Calcifying odontogenic cyst (COC) or Gorlin's cyst categorized as a distinct entity by Gorlin et al. in 1962. It is a rare benign developmental cystic lesion that accounts for less than 1% of all odontogenic cysts. It can occur in association with various types of odontogenic tumors such as odontomas. COC is a hybrid lesion of the jaw presenting a manifold variety of clinical behaviors and histopathological characteristics including cystic, solid (neoplastic), and aggressive forms. COC exhibits diversity in terms of its clinical presentations, histopathologic features, and biological behavior. Normally, it presents as asymptomatic, slow developing lesion affecting the maxilla and mandible equally with strong predilection for the anterior segment.
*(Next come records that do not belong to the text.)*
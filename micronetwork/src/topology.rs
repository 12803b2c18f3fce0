//! Registry of simulated nodes and the directed links between them.

use crate::{link::Latency, ConfigError};
use std::{
    collections::{BTreeMap, BTreeSet},
    fmt,
    num::NonZeroU64,
    time::Duration,
};

/// Unique name of a simulated node.
#[derive(Clone, Debug, PartialEq, Eq, PartialOrd, Ord, Hash)]
pub struct NodeId(String);

impl NodeId {
    pub fn new(name: impl Into<String>) -> Self {
        Self(name.into())
    }

    pub fn as_str(&self) -> &str {
        &self.0
    }
}

impl fmt::Display for NodeId {
    fn fmt(&self, f: &mut fmt::Formatter<'_>) -> fmt::Result {
        f.write_str(&self.0)
    }
}

impl From<&str> for NodeId {
    fn from(name: &str) -> Self {
        Self::new(name)
    }
}

impl From<String> for NodeId {
    fn from(name: String) -> Self {
        Self(name)
    }
}

impl From<&NodeId> for NodeId {
    fn from(id: &NodeId) -> Self {
        id.clone()
    }
}

/// Describes a connection between two nodes.
///
/// Links are unidirectional (and must be set up in both directions
/// for a bidirectional connection).
#[derive(Clone, Debug, PartialEq)]
pub struct LinkConfig {
    /// Distribution of the propagation delay of a packet.
    pub latency: Latency,

    /// Probability of a packet being lost (in range [0,1]).
    pub loss: f64,

    /// Maximum number of bytes per second the link can transmit (unlimited if `None`).
    pub bandwidth: Option<NonZeroU64>,

    /// Whether all packets sent over the link are dropped.
    pub partitioned: bool,
}

impl LinkConfig {
    /// A lossless, unlimited, healthy link with the given latency.
    pub fn new(latency: Latency) -> Self {
        Self {
            latency,
            loss: 0.0,
            bandwidth: None,
            partitioned: false,
        }
    }

    pub fn with_loss(mut self, loss: f64) -> Self {
        self.loss = loss;
        self
    }

    pub fn with_bandwidth(mut self, bytes_per_second: NonZeroU64) -> Self {
        self.bandwidth = Some(bytes_per_second);
        self
    }

    pub fn partitioned(mut self) -> Self {
        self.partitioned = true;
        self
    }

    fn validate(&self) -> Result<(), ConfigError> {
        if !self.loss.is_finite() || !(0.0..=1.0).contains(&self.loss) {
            return Err(ConfigError::InvalidLoss(self.loss));
        }
        self.latency.validate()
    }
}

/// A registered link and its transmission backlog.
#[derive(Clone, Debug)]
pub struct Link {
    config: LinkConfig,

    /// Simulated time at which the last queued transmission leaves the sender.
    pub(crate) busy_until: Duration,
}

impl Link {
    pub fn config(&self) -> &LinkConfig {
        &self.config
    }

    pub fn is_partitioned(&self) -> bool {
        self.config.partitioned
    }
}

/// Nodes and the directed links between them.
///
/// Both sets are ordered so that iteration never depends on insertion
/// history or hashing.
#[derive(Clone, Debug, Default)]
pub struct Topology {
    nodes: BTreeSet<NodeId>,
    links: BTreeMap<(NodeId, NodeId), Link>,
}

impl Topology {
    pub fn new() -> Self {
        Self::default()
    }

    /// Register a new node.
    pub fn add_node(&mut self, id: impl Into<NodeId>) -> Result<(), ConfigError> {
        let id = id.into();
        if self.nodes.contains(&id) {
            return Err(ConfigError::DuplicateNode(id));
        }
        self.nodes.insert(id);
        Ok(())
    }

    /// Create a unidirectional link between two registered nodes.
    ///
    /// Each ordered pair may only be linked once.
    pub fn add_link(
        &mut self,
        src: impl Into<NodeId>,
        dst: impl Into<NodeId>,
        config: LinkConfig,
    ) -> Result<(), ConfigError> {
        let (src, dst) = (src.into(), dst.into());
        for id in [&src, &dst] {
            if !self.nodes.contains(id) {
                return Err(ConfigError::UnknownNode(id.clone()));
            }
        }
        if src == dst {
            return Err(ConfigError::LinkingSelf(src));
        }
        config.validate()?;

        let key = (src, dst);
        if self.links.contains_key(&key) {
            let (src, dst) = key;
            return Err(ConfigError::DuplicateLink(src, dst));
        }
        self.links.insert(
            key,
            Link {
                config,
                busy_until: Duration::ZERO,
            },
        );
        Ok(())
    }

    /// Toggle whether packets on an existing link are dropped.
    pub fn set_partition(
        &mut self,
        src: impl Into<NodeId>,
        dst: impl Into<NodeId>,
        partitioned: bool,
    ) -> Result<(), ConfigError> {
        let key = (src.into(), dst.into());
        match self.links.get_mut(&key) {
            Some(link) => {
                link.config.partitioned = partitioned;
                Ok(())
            }
            None => {
                let (src, dst) = key;
                Err(ConfigError::UnknownLink(src, dst))
            }
        }
    }

    pub fn contains(&self, id: &NodeId) -> bool {
        self.nodes.contains(id)
    }

    pub fn link(&self, src: &NodeId, dst: &NodeId) -> Option<&Link> {
        self.links.get(&(src.clone(), dst.clone()))
    }

    pub(crate) fn link_mut(&mut self, src: &NodeId, dst: &NodeId) -> Option<&mut Link> {
        self.links.get_mut(&(src.clone(), dst.clone()))
    }

    pub fn nodes(&self) -> impl Iterator<Item = &NodeId> {
        self.nodes.iter()
    }

    pub fn links(&self) -> impl Iterator<Item = (&NodeId, &NodeId, &Link)> {
        self.links.iter().map(|((src, dst), link)| (src, dst, link))
    }
}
Radiographically, these lesions usually present as a unilocular, well-defined radiolucency with radiopaque structures within the lesion, either as irregular calcifications or tooth-like densities. The distinct features of COC as solid or cystic lesions presents with an ameloblastomous component admixed with varying proportions of ghost cells and spherical calcifications. Here, we report an article of calcifying odontogenic cyst associated with compound odontoma in a young patient with lesion in the anterior mandible with review of the various terminologies and classification and histopathology.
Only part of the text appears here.